Irrespective of that, this book very much tows the BOU line for Britain’s birds, and that of the respective bodies for the Isle of Man, Northern Ireland and the Republic of Ireland. The scene is set for this collective overview with a 23-page introductory section covering geography, vegetation, the ‘structure’ of ornithology in Britain and Ireland (including comments on English names, which are something of a mixture here), evolution and taxonomy, migration and movement, biogeographical affinities and conservation. Some of this is useful background, particularly the outline of progress in taxonomic research.
The meat of the book is the species accounts. While the order of families begins with wildfowl and gamebirds, as is increasingly the case, it descends into unfamiliar territory in the passerines, with tyrant-flycatchers followed by vireos and orioles, then shrikes and crows before kinglets, which are separated from the warblers by tits, larks and swallows, and so on. There may be taxonomic justification for this further rewriting of accepted family groupings, but it makes navigating the book arduous.

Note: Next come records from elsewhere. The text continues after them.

use json_syntax::Value;

use super::{to_array, Expander};
use crate::{
	algorithms::ProcessingEnvironment,
	util::{ObjectExt, ObjectKind},
	Error,
};

impl<'a> Expander<'a> {
	/// Expands a whole document.
	///
	/// The result is always an array of top-level objects. A top-level map
	/// containing only `@graph` is replaced by its graph.
	pub fn expand_document(
		&self,
		env: &mut impl ProcessingEnvironment,
		document: &Value,
	) -> Result<Value, Error> {
		log::debug!("expanding document");
		let expanded = self.expand_element(env, document, false)?;

		// 19.1) If, after the above algorithm is run, the result is a map that
		// contains only an @graph entry, set the result to the value of
		// @graph's value.
		let expanded = match expanded {
			Value::Object(mut object)
				if object.len() == 1 && ObjectKind::of(&object) == ObjectKind::Graph =>
			{
				object.take("@graph").unwrap_or(Value::Null)
			}
			expanded => expanded,
		};

		// 19.2) Otherwise, if result is null, set it to an empty array.
		// 19.3) Finally, if result is not an array, then set result to an array
		// containing only result.
		Ok(Value::Array(to_array(expanded)))
	}
}
use langtag::{InvalidLangTag, LangTag};

/// Non-fatal processing warning.
///
/// Warnings are raised for malformed but tolerable input. Processing then
/// continues with a fallback (the offending term or value is ignored or kept
/// verbatim).
#[derive(Debug, thiserror::Error)]
pub enum Warning {
	#[error("keyword-like term `{0}`")]
	KeywordLikeTerm(String),

	#[error("keyword-like value `{0}`")]
	KeywordLikeValue(String),

	#[error("malformed IRI `{0}`")]
	MalformedIri(String),

	#[error("empty term")]
	EmptyTerm,

	#[error("blank node identifier `{0}` used as property")]
	BlankNodeIdProperty(String),

	#[error("invalid language tag `{0}`: {1}")]
	MalformedLanguageTag(String, InvalidLangTag<String>),

	#[error("property `{0}` dropped: it does not expand to an absolute IRI")]
	DroppedProperty(String),

	#[error("value `{0}` dropped: it does not expand to an absolute IRI")]
	DroppedValue(String),
}

impl Warning {
	/// Short code identifying the kind of warning.
	pub fn code(&self) -> &'static str {
		match self {
			Self::KeywordLikeTerm(_) => "keyword-like term",
			Self::KeywordLikeValue(_) => "keyword-like value",
			Self::MalformedIri(_) => "malformed IRI",
			Self::EmptyTerm => "empty term",
			Self::BlankNodeIdProperty(_) => "blank node identifier property",
			Self::MalformedLanguageTag(_, _) => "malformed language tag",
			Self::DroppedProperty(_) => "dropped property",
			Self::DroppedValue(_) => "dropped value",
		}
	}
}

/// Returns a warning if the given language tag is not a well-formed BCP47
/// tag.
pub fn check_language_tag(tag: &str) -> Option<Warning> {
	LangTag::new(tag).err().map(|InvalidLangTag(s)| {
		Warning::MalformedLanguageTag(tag.to_owned(), InvalidLangTag(s.to_owned()))
	})
}

#[cfg(test)]
mod tests {
	use super::*;

	#[test]
	fn language_tags() {
		assert!(check_language_tag("en-US").is_none());
		assert!(matches!(
			check_language_tag("not a tag"),
			Some(Warning::MalformedLanguageTag(_, _))
		))
	}
}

Each species (and subspecies where relevant) is summarised in three key paragraphs covering taxonomy, distribution and status. The taxonomy section sets out the rationale for the treatment adopted, but for a general audience the level is pitched high and, unless you’re comfortable with discussion of multivariate and bootstrap analyses, microsatellite loci and haplotype frequencies, the text can occasionally seem impenetrable.
The distribution section is essentially a two- or three-line summary of world range, whereas the status section is a well-distilled summary of mainly current knowledge in Britain, Ireland and adjacent islands. Although largely informative it is much briefer than, for example, the same publisher’s 2005 volume Birds in England, which costs less but has more than half as many pages again just on England (compare BiE’s two and a half pages on Dotterel to half a page here for all of Britain and Ireland).
Strangely, precise dates are omitted for rarity occurrences, so you will have to look elsewhere to find out if the only Green Warbler, on St Mary’s, Scilly, in “Sep-Oct 1983”, stayed for two days or up to 61. All such mega-vagrants are also bizarrely coded SM for scarce migrant, which is patently inappropriate.
Another minor grouch is that referencing within the species accounts is rather arbitrary. Taxonomic entries are typically referenced extensively, but there are few clues given as to sources used in the status sections; accounts of the first British Yellow-nosed Albatross and Red-billed Tropicbird which appeared exclusively in Birdwatch, for example, are omitted.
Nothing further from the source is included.